» Your objective:
Your answer must consist of exactly the lines below, starting with the line with "an empty canvas" and going on through the line with "user by email", and nothing else.

[Stored data entries]

══════════

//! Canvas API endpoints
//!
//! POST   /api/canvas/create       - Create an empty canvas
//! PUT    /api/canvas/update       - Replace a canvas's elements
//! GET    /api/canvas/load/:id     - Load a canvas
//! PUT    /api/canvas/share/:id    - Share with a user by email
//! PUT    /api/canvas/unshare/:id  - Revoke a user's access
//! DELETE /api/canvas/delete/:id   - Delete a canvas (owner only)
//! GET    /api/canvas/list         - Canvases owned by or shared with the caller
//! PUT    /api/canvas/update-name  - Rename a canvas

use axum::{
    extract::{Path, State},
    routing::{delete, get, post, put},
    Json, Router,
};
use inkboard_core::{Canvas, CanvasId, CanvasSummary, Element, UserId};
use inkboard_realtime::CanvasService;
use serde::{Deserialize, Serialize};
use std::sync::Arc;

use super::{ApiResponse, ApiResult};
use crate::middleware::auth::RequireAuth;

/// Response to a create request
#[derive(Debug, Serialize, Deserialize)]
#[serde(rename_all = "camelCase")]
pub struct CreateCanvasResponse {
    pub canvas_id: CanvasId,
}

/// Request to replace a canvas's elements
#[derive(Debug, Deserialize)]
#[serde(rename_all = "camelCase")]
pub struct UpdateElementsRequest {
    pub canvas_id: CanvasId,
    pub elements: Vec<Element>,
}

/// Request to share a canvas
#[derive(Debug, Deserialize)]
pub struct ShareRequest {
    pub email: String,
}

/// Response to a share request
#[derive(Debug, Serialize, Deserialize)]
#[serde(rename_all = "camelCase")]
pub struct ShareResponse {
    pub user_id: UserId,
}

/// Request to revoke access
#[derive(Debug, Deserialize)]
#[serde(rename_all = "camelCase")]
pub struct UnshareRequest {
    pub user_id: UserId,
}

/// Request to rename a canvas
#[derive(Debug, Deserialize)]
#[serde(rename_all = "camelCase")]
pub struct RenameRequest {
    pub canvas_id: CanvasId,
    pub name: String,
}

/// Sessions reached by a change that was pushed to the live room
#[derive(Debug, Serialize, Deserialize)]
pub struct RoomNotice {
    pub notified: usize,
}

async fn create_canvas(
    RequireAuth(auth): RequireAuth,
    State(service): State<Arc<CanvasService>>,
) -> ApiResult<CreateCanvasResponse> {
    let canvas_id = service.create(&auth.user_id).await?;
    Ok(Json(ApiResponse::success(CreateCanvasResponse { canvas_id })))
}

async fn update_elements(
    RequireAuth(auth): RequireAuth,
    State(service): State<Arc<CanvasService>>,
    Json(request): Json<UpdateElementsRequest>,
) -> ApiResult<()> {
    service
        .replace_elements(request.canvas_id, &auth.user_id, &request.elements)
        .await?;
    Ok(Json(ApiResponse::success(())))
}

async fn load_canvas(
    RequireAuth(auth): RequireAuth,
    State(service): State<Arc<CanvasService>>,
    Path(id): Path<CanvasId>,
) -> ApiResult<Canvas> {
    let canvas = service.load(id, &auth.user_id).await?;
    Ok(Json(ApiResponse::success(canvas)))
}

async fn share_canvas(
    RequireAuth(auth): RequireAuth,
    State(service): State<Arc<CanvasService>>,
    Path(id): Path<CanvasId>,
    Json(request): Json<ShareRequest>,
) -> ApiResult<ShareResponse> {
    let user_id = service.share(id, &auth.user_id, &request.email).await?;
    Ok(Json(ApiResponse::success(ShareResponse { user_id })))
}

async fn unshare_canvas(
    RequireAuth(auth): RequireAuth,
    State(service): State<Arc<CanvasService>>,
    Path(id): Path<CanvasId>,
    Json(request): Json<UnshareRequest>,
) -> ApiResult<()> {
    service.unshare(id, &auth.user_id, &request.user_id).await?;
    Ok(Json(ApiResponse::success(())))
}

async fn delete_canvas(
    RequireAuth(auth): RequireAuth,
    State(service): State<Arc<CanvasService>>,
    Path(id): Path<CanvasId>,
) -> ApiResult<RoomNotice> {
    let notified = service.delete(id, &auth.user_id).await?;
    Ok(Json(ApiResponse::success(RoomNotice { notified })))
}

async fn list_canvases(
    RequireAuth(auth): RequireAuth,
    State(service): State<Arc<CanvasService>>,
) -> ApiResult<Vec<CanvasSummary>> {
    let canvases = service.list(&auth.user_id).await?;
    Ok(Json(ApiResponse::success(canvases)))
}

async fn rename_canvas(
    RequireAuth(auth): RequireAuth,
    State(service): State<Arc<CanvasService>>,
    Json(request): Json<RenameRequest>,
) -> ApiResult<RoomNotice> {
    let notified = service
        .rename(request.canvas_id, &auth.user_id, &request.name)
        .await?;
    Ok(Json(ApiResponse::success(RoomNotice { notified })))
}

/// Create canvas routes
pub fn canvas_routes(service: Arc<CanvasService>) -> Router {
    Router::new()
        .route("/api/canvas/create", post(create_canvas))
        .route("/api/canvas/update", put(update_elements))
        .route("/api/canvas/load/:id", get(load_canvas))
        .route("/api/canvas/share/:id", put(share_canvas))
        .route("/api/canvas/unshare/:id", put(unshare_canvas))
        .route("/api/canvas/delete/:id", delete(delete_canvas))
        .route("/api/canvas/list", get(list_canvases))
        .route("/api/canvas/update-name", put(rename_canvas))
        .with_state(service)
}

══════════

» Answer space:
//! POST   /api/canvas/create       - Create an empty canvas
//! PUT    /api/canvas/update       - Replace a canvas's elements
//! GET    /api/canvas/load/:id     - Load a canvas
//! PUT    /api/canvas/share/:id    - Share with a user by email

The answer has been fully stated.